I’ve always been fascinated by the Pre-Searing Ascalon community of Guild Wars. For those not in the know, the first Guild Wars release (Prophecies) starts you out in a unique little prologue area that consists of five exploration zones and a few hubs of interest. Once you’ve progressed through it and advanced the story enough, you trigger the “Searing”, a huge event that changes the landscape and sends your character forward a couple years to the rest of the game.
I don’t think ArenaNet ever predicted that the Pre-Searing areas would be embraced by a small but dedicated community with a singular purpose: to only play and exist in Pre-Searing Ascalon (PSA from now on for the sake of my fingers) as a matter of choice. They’ve essentially “adopted” this prologue world as their own, and revel in exploring just how much gameplay they can squeeze out of it.

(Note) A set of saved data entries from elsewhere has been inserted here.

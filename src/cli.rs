// Copyright 2025 the muxssh developers
//
// Licensed under the Apache License, Version 2.0 (the "License");
// you may not use this file except in compliance with the License.
// You may obtain a copy of the License at
//
//     http://www.apache.org/licenses/LICENSE-2.0
//
// Unless required by applicable law or agreed to in writing, software
// distributed under the License is distributed on an "AS IS" BASIS,
// WITHOUT WARRANTIES OR CONDITIONS OF ANY KIND, either express or implied.
// See the License for the specific language governing permissions and
// limitations under the License.

use clap::{Parser, Subcommand};
use std::path::PathBuf;

#[derive(Parser, Debug)]
#[command(
    name = "muxssh",
    version,
    about = "Remote execution over pre-established multiplexed SSH master sockets",
    long_about = "muxssh runs commands and copies files over SSH master sockets shared by many\nconcurrent pipeline tasks. Each operation probes the open channel count on\nevery configured socket and picks one at random, weighted by spare capacity,\nso the per-socket channel limit is rarely hit even under heavy parallel load.\n\nMaster sockets must exist before use (ssh -M -S <base>/<host>_<n>:<port>);\nmuxssh never creates them."
)]
pub struct Cli {
    #[command(subcommand)]
    pub command: Commands,

    #[arg(
        long,
        default_value = "~/.config/muxssh/config.yaml",
        help = "Configuration file path"
    )]
    pub config: PathBuf,

    #[arg(
        short = 'v',
        long,
        action = clap::ArgAction::Count,
        help = "Increase verbosity (-v, -vv, -vvv)"
    )]
    pub verbose: u8,
}

#[derive(Subcommand, Debug)]
pub enum Commands {
    /// Run a command on a host and print its output
    Exec {
        /// Host alias from the config file, or [user@]host[:port]
        host: String,

        /// Command and arguments to run remotely
        #[arg(required = true, trailing_var_arg = true, allow_hyphen_values = true)]
        command: Vec<String>,
    },

    /// Upload a local file or directory
    Upload {
        host: String,
        source: String,
        dest: String,

        #[arg(short = 'r', long, help = "Copy directories recursively")]
        recursive: bool,
    },

    /// Download a remote file or directory
    Download {
        host: String,
        source: String,
        dest: String,

        #[arg(short = 'r', long, help = "Copy directories recursively")]
        recursive: bool,
    },

    /// Show observed load and spare capacity of a host's master sockets
    Sockets { host: String },
}
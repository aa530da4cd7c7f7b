// Copyright 2025 the muxssh developers
//
// Licensed under the Apache License, Version 2.0 (the "License");
// you may not use this file except in compliance with the License.
// You may obtain a copy of the License at
//
//     http://www.apache.org/licenses/LICENSE-2.0
//
// Unless required by applicable law or agreed to in writing, software
// distributed under the License is distributed on an "AS IS" BASIS,
// WITHOUT WARRANTIES OR CONDITIONS OF ANY KIND, either express or implied.
// See the License for the specific language governing permissions and
// limitations under the License.

//! Master socket discovery.
//!
//! Sockets follow the fixed naming convention `<base>/<host>_<i>:<port>`
//! with `i` counting from 1. They are created out-of-band (`ssh -M -S`);
//! this module only finds the ones that exist.

use std::fmt;
use std::path::{Path, PathBuf};

use crate::error::{Error, Result};

/// One pre-established multiplexed connection, identified by its control
/// socket path.
#[derive(Debug, Clone, PartialEq, Eq)]
pub struct MasterSocket {
    pub path: PathBuf,
}

impl MasterSocket {
    pub fn new(path: impl Into<PathBuf>) -> Self {
        Self { path: path.into() }
    }

    /// The substring matched against `lsof -U` output when counting open
    /// channels: the socket path with its `:<port>` suffix stripped, since
    /// lsof truncates long unix socket names at the colon.
    pub fn probe_needle(&self) -> String {
        let path = self.path.to_string_lossy();
        match path.rfind(':') {
            Some(pos) if path[pos + 1..].chars().all(|c| c.is_ascii_digit()) => {
                path[..pos].to_string()
            }
            _ => path.into_owned(),
        }
    }
}

impl fmt::Display for MasterSocket {
    fn fmt(&self, f: &mut fmt::Formatter<'_>) -> fmt::Result {
        write!(f, "{}", self.path.display())
    }
}

/// Find the master sockets configured for a host.
///
/// Missing sockets are logged and skipped; they cannot be created here. If
/// none of the expected paths exist the host is unusable and this fails
/// with [`Error::NoSockets`].
pub fn discover_sockets(
    base: &Path,
    host: &str,
    port: u16,
    nr_sockets: usize,
) -> Result<Vec<MasterSocket>> {
    let mut sockets = Vec::with_capacity(nr_sockets);

    for i in 1..=nr_sockets {
        let path = base.join(format!("{host}_{i}:{port}"));
        if path.exists() {
            sockets.push(MasterSocket::new(path));
        } else {
            tracing::error!(
                "Master socket missing at {:?}; it has to be created manually",
                path
            );
        }
    }

    if sockets.is_empty() {
        return Err(Error::NoSockets {
            host: host.to_string(),
            base: base.to_path_buf(),
        });
    }

    Ok(sockets)
}
// Copyright 2025 the muxssh developers
//
// Licensed under the Apache License, Version 2.0 (the "License");
// you may not use this file except in compliance with the License.
// You may obtain a copy of the License at
//
//     http://www.apache.org/licenses/LICENSE-2.0
//
// Unless required by applicable law or agreed to in writing, software
// distributed under the License is distributed on an "AS IS" BASIS,
// WITHOUT WARRANTIES OR CONDITIONS OF ANY KIND, either express or implied.
// See the License for the specific language governing permissions and
// limitations under the License.

use tracing_subscriber::EnvFilter;

/// Create an environment filter based on verbosity level
pub fn create_env_filter(verbosity: u8) -> EnvFilter {
    if std::env::var("RUST_LOG").is_ok() {
        // RUST_LOG wins, so dependency logging stays reachable
        EnvFilter::from_default_env()
    } else {
        match verbosity {
            0 => EnvFilter::new("muxssh=warn"),
            1 => EnvFilter::new("muxssh=info"),
            2 => EnvFilter::new("muxssh=debug"),
            _ => EnvFilter::new("muxssh=trace"),
        }
    }
}

/// Initialize console logging for the CLI.
pub fn init_logging(verbosity: u8) {
    let filter = create_env_filter(verbosity);

    tracing_subscriber::fmt()
        .with_env_filter(filter)
        .with_target(true)
        .init();
}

It’s oddly endearing to see how this community has formed, because I really haven’t seen anything like it elsewhere. To me, it reinforces the notion that some players view game worlds as a place to inhabit, not just to level through. We have affinities for certain zones and a positive emotional reaction when we’re there. By making their home in PSA, these players are effectively refusing to allow their favorite world to be destroyed (and they are effectively crazy-in-a-good-way as well).
This would be like people in WoW refusing to leave the starter areas, or the folks in LOTRO choosing to remain in the instanced newbie zone indefinitely, farming gear and seeing how much they can push themselves within a small limit.
Happily, ArenaNet hasn’t looked down on the PSA folks, and instead offered them a few rewards to work toward if they so wished. The biggest of them all is a rare title, “Defender of Ascalon”, which is achieved only if you hit level 20 (the level cap of Guild Wars) while in PSA. This is tougher than you might think, because you can easily out-level the creatures by 16 or so, which presents a conundrum — no way to get XP from mobs, and only a finite amount of quests.
Interestingly enough, there’s a little loophole built into the game that allows mobs to level up if they (the mobs) kill a player. So if you throw yourself at a mob and allow it to kill you, it gets to a higher level and thus rewards you with XP once you resurrect and kill it in turn. This technique is called “death leveling”, and there’s a pretty detailed guide on the Guild Wars Wiki on how to do it.